- _EXERCISE DESCRIPTION_
Your answer should be a number only: the count of lines in the following entries that contain "RestoreInput".
======== DATA TO PROCESS
/*
 * Copyright Amazon.com, Inc. or its affiliates. All Rights Reserved.
 * SPDX-License-Identifier: Apache-2.0
 */

mod input;
pub use input::{RestoreInput, RestoreInputBuilder};

/// Fluent builder for restore operations
pub mod builders;

mod service;

use std::path::PathBuf;
use std::sync::Arc;

use tracing::Instrument;

use crate::error::Error;
use crate::operation::TransferContext;
use crate::path::normalize_key;

/// Output type for restoring an archived object
#[non_exhaustive]
#[derive(Debug, Clone)]
pub struct RestoreOutput {
    /// Number of content bytes written to the destination
    pub bytes_transferred: u64,

    /// Key of the blob that was read
    pub object_key: String,

    /// File the content was written to
    pub destination: PathBuf,
}

impl RestoreOutput {
    /// Number of content bytes written to the destination
    pub fn bytes_transferred(&self) -> u64 {
        self.bytes_transferred
    }

    /// Key of the blob that was read
    pub fn object_key(&self) -> &str {
        &self.object_key
    }

    /// File the content was written to
    pub fn destination(&self) -> &std::path::Path {
        &self.destination
    }
}

/// Operation struct for restoring an archived object
#[derive(Clone, Default, Debug)]
pub(crate) struct Restore;

impl Restore {
    /// Execute a single `Restore` operation
    pub(crate) async fn orchestrate(
        handle: Arc<crate::client::Handle>,
        input: RestoreInput,
    ) -> Result<RestoreOutput, Error> {
        let location = handle.mapper.locate(input.object_name())?;
        let destination = match input.destination() {
            Some(path) => path.to_path_buf(),
            None => handle
                .config
                .mount_root()
                .join(normalize_key([input.object_name()])?),
        };
        let span = tracing::info_span!("restore", key = location.key());
        let ctx = TransferContext::new(
            handle,
            location,
            input.cancellation_token.clone(),
            input.progress_listener.clone(),
        );

        async move {
            tracing::info!("restoring {}", input.object_name());
            let result = service::download_content(&ctx, &destination).await;
            match result {
                Ok(bytes_transferred) => {
                    tracing::info!(bytes = bytes_transferred, "restored {}", input.object_name());
                    Ok(RestoreOutput {
                        bytes_transferred,
                        object_key: ctx.location().key().to_owned(),
                        destination,
                    })
                }
                Err(err) => {
                    tracing::error!("restoring {} failed: {err}", input.object_name());
                    Err(err)
                }
            }
        }
        .instrument(span)
        .await
    }
}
================
- _SOLUTION TO THE PROBLEM_
2